Steph le regarde, incrédule.

— Et avec quel bélier ?

Il soupire de nouveau, puis consulte sa montre, l’air inquiet. Il se lève du canapé et se faufile entre deux vieux aspirateurs pour se poster à l’autre bout de la pièce en nous tournant le dos.

Le carnet n’est plus dans sa poche.

Je n’ai pas trop le temps de m’interroger à ce sujet : je me sens brusquement nauséeux, comme tous les matins à la même heure. C’est comme si une vague gerbatoire nous tombait dessus, à heure fixe, juste après les blattes de l’espace. En face de moi, je vois Romy déglutir en faisant la grimace. Juste un mauvais moment à passer.

Rosie sort de sa chambre, avec Singu à sa suite.

Singu, qui a échangé son sweat-shirt noué à la ceinture contre un paréo au motif floral. Il porte en outre une sorte de chemise ample dans laquelle Rosie ressemblerait sans doute à un paquet de piquets de tente jetés un peu au hasard, mais qui moule son torse et ses bras musclés.

— C’est pas très viril, mais faudra vous contenter de ça.
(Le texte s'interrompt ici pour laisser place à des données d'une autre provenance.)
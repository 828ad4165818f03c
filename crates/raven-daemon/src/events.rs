//! Event emission system (design spec §9 Design Notes): the daemon's
//! single outbound event stream, [`raven_types::events::CoreEvent`],
//! broadcast to every subscribed RPC connection with backpressure.

use tokio::sync::broadcast;

use raven_types::events::CoreEvent;

/// Default per-subscriber buffer before a slow consumer starts lagging.
pub const DEFAULT_CAPACITY: usize = 1000;

/// Broadcasts [`CoreEvent`]s to every subscriber.
#[derive(Clone)]
pub struct EventBus {
    sender: broadcast::Sender<CoreEvent>,
}

impl EventBus {
    pub fn new(capacity: usize) -> Self {
        let (sender, _) = broadcast::channel(capacity);
        Self { sender }
    }

    /// Emit an event to all subscribers. Silently dropped if no one is
    /// currently listening.
    pub fn emit(&self, event: CoreEvent) {
        let _ = self.sender.send(event);
    }

    pub fn subscribe(&self) -> broadcast::Receiver<CoreEvent> {
        self.sender.subscribe()
    }
}

impl Default for EventBus {
    fn default() -> Self {
        Self::new(DEFAULT_CAPACITY)
    }
}
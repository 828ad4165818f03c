//! SHA-256 hashing for fingerprints and packet/event identifiers.
//!
//! `fingerprint = sha256(noise_static_pub)` and `peer_id = fingerprint[..8]`
//! (see `raven-types::peer_id_from_fingerprint`). This module is also used
//! for the Nostr PoW event-id digest (see [`crate::secp`]).

use sha2::{Digest, Sha256};

/// Hash arbitrary bytes with SHA-256.
pub fn hash(data: &[u8]) -> [u8; 32] {
    let mut hasher = Sha256::new();
    hasher.update(data);
    let digest = hasher.finalize();
    let mut out = [0u8; 32];
    out.copy_from_slice(&digest);
    out
}

/// Count the number of leading zero bits in a digest, used to evaluate
/// Nostr PoW (NIP-13) difficulty against a mined event id.
pub fn leading_zero_bits(digest: &[u8; 32]) -> u32 {
    let mut count = 0;
    for byte in digest {
        if *byte == 0 {
            count += 8;
            continue;
        }
        count += byte.leading_zeros();
        break;
    }
    count
}

#[cfg(test)]
mod tests {
    use super::*;

    #[test]
    fn hash_is_deterministic() {
        assert_eq!(hash(b"raven"), hash(b"raven"));
        assert_ne!(hash(b"raven"), hash(b"raven2"));
    }

    #[test]
    fn leading_zero_bits_all_zero() {
        assert_eq!(leading_zero_bits(&[0u8; 32]), 256);
    }

    #[test]
    fn leading_zero_bits_first_bit_set() {
        let mut digest = [0u8; 32];
        digest[0] = 0b1000_0000;
        assert_eq!(leading_zero_bits(&digest), 0);
    }

    #[test]
    fn leading_zero_bits_counts_across_bytes() {
        let mut digest = [0u8; 32];
        digest[0] = 0;
        digest[1] = 0b0010_0000;
        assert_eq!(leading_zero_bits(&digest), 10);
    }
}
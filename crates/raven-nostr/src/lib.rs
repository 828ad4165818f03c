//! # raven-nostr
//!
//! The Nostr transport (design spec §4.10): long-range reachability for
//! favorited peers and location-tagged geohash channels, layered over
//! secp256k1/BIP-340 identities distinct from the mesh's Ed25519/X25519
//! identity.
//!
//! ## Modules
//!
//! - [`identity`] — main and per-geohash Nostr identity derivation.
//! - [`event`] — NIP-01 event construction, canonical id, sign/verify.
//! - [`pow`] — NIP-13 proof-of-work mining and verification.
//! - [`geohash`] — base32 geohash encode/decode and neighbor calculation.
//! - [`giftwrap`] — NIP-17 rumor/seal/giftwrap DM wrapping of mesh packets.
//! - [`relay`] — `RelayClient` trait, connection state machine, subscriptions.

pub mod event;
pub mod geohash;
pub mod giftwrap;
pub mod identity;
pub mod pow;
pub mod relay;

/// Error types for Nostr transport operations.
#[derive(Debug, thiserror::Error)]
pub enum NostrError {
    /// A cryptographic primitive failed (identity derivation, ECDH, AEAD).
    #[error("crypto error: {0}")]
    Crypto(String),

    /// An event's signature did not verify, or its id did not match its
    /// canonical serialization.
    #[error("invalid event: {0}")]
    InvalidEvent(String),

    /// A gift-wrapped DM failed to unwrap (malformed layer, bad seal).
    #[error("gift wrap error: {0}")]
    GiftWrap(String),

    /// A received event's PoW did not meet the configured minimum difficulty.
    #[error("insufficient proof of work: got {got}, need {need}")]
    InsufficientPow { got: u32, need: u32 },

    /// A geohash string was malformed or out of precision range.
    #[error("invalid geohash: {0}")]
    InvalidGeohash(String),

    /// Relay connection or protocol error; the connection may be retried.
    #[error("relay error: {0}")]
    Relay(String),

    /// DNS resolution for a relay URL failed. Terminal — retrying a relay
    /// whose hostname doesn't resolve just wastes the backoff budget.
    #[error("relay DNS resolution failed for {0}")]
    RelayDns(String),
}

pub type Result<T> = std::result::Result<T, NostrError>;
Singu nous regarde, entre vexation et hilarité.

— La dame avait pas de pantalon à ma taille, explique-t-il.

— J’ai vu pire, fait Romy, qui retient un éclat de rire quand même.

— Hé, répond Singu en se drapant dans sa dignité et son tissu à fleurs, c’est l’homme qui fait la jupe.

— Ben vous faites une jupe plutôt ridicule, dit Rosie, mais entre ça et vous balader les fesses à l’air, y a pas photo, non ?

Un sifflement nous parvient de la cuisine.

— Je vais chercher l’eau.

Singu vient s’asseoir, avec un certain nombre de contorsions pour ne pas craquer sa chemise et sa jupette, à côté de Romy. Steph approche une chaise de la table basse, et je le vois ranger son carnet. Après un petit silence, Romy pose la question qu’on se pose tous :

— Ca lui fait aussi, à la dame ?

— La nausée ? répond Singu. Ouais. Et les cerises aigres aussi.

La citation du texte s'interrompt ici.